Items from a data source:

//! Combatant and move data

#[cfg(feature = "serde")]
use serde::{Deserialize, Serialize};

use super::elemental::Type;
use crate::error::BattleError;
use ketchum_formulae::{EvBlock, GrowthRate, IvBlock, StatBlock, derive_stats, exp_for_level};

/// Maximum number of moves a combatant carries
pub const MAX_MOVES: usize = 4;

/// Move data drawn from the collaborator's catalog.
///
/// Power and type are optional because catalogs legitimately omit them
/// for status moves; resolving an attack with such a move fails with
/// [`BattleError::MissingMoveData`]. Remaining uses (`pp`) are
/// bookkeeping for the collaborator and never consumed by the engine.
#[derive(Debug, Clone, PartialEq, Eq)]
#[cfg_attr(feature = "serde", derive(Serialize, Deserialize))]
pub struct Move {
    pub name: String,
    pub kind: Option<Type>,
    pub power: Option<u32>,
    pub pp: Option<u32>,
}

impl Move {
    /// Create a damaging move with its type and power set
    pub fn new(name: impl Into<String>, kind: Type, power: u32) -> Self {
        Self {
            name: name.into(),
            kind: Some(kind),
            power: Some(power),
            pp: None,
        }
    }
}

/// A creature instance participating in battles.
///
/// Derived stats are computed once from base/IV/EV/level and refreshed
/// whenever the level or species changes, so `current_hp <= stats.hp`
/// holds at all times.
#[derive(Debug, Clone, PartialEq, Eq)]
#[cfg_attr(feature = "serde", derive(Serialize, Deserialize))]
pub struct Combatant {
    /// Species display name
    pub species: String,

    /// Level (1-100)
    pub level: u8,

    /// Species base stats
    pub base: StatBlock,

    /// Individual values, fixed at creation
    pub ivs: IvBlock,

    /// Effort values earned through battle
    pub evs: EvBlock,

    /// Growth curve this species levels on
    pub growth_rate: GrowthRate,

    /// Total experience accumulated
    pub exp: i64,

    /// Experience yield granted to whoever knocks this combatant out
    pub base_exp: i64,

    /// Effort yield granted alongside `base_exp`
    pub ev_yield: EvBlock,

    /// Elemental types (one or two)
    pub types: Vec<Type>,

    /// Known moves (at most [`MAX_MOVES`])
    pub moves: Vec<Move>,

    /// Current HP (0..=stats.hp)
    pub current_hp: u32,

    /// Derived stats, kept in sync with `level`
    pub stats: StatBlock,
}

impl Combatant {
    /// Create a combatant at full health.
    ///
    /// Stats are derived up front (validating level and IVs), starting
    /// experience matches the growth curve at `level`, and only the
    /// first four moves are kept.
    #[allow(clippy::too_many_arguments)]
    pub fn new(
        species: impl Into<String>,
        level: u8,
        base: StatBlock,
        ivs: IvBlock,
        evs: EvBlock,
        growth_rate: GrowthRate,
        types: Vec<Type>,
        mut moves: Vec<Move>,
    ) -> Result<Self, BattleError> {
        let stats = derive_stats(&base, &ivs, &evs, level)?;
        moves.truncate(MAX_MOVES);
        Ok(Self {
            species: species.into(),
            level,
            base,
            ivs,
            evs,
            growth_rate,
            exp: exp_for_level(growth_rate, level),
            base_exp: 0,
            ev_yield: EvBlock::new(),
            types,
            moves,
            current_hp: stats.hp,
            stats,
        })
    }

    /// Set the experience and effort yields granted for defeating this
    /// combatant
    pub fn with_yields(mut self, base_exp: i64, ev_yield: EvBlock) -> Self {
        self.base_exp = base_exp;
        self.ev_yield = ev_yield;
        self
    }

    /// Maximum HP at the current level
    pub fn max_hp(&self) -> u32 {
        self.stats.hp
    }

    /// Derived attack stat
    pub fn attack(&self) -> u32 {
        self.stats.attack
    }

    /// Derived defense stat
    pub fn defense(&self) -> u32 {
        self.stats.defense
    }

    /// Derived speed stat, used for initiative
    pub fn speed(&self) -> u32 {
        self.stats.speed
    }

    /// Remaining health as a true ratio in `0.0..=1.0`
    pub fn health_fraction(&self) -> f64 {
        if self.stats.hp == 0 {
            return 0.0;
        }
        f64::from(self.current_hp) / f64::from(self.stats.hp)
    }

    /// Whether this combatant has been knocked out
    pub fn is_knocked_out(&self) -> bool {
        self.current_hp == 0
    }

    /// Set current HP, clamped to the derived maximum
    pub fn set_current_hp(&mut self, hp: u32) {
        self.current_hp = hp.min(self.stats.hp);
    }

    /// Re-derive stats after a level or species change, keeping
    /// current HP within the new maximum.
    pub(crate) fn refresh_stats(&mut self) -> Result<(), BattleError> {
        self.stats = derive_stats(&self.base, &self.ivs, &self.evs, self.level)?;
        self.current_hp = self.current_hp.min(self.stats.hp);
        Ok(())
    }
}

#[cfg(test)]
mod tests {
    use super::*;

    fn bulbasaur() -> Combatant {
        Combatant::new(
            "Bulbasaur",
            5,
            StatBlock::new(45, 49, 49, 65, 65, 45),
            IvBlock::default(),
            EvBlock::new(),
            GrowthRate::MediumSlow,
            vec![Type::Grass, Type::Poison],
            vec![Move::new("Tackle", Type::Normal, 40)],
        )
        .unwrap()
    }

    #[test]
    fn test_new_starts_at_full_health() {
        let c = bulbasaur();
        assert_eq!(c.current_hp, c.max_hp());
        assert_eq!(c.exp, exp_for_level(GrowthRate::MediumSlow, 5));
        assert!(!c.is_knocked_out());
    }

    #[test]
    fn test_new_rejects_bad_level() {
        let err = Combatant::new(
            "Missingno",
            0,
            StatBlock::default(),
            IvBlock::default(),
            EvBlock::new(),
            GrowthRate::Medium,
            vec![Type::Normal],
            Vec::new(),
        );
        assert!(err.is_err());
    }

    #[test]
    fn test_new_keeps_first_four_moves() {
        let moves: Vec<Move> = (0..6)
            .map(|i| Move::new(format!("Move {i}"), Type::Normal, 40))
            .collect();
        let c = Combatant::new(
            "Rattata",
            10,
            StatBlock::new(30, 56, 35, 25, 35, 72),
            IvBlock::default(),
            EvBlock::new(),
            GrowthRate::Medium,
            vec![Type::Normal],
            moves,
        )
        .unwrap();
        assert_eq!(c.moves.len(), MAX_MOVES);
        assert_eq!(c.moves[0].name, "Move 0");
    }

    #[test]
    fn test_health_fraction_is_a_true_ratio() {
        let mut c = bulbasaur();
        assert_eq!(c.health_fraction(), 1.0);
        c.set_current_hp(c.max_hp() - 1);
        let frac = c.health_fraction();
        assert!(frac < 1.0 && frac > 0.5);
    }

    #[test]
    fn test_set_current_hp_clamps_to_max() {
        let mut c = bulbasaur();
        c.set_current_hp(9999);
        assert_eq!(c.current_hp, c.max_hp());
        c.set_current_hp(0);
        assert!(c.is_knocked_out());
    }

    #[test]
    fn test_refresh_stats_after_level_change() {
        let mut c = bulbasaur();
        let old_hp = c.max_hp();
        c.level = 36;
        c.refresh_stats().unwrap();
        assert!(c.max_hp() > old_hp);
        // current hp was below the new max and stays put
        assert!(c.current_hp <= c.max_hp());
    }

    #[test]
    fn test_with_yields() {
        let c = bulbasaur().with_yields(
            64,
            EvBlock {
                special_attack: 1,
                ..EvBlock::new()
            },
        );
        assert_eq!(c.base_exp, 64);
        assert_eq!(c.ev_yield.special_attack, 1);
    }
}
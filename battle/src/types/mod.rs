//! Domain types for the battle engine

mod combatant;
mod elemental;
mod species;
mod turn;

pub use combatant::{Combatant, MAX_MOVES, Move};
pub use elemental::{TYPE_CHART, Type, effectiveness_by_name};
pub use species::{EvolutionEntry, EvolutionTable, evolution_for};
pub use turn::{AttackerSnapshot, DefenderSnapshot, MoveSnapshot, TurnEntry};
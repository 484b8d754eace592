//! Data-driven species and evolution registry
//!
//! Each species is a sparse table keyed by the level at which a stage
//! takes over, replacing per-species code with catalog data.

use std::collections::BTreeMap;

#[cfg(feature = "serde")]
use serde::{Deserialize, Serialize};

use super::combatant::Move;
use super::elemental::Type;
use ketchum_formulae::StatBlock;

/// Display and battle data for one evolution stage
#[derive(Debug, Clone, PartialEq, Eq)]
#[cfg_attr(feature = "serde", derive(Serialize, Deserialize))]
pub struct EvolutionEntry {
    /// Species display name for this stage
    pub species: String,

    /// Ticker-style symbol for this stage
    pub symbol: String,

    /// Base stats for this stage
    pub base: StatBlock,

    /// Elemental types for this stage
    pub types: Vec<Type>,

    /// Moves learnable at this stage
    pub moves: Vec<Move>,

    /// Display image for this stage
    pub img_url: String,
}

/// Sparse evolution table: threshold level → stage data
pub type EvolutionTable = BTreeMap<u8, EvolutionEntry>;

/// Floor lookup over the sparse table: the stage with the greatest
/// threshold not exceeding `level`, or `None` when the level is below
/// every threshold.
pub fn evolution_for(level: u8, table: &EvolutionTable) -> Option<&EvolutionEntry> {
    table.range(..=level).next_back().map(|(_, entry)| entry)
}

### WHAT YOU NEED TO DO
The answer must consist solely of the lines from the first line of the data to the line holding "legitimately omit them", each given again exactly.

### TASK OUTPUT
//! Combatant and move data

#[cfg(feature = "serde")]
use serde::{Deserialize, Serialize};

use super::elemental::Type;
use crate::error::BattleError;
use ketchum_formulae::{EvBlock, GrowthRate, IvBlock, StatBlock, derive_stats, exp_for_level};

/// Maximum number of moves a combatant carries
pub const MAX_MOVES: usize = 4;

/// Move data drawn from the collaborator's catalog.
///
/// Power and type are optional because catalogs legitimately omit them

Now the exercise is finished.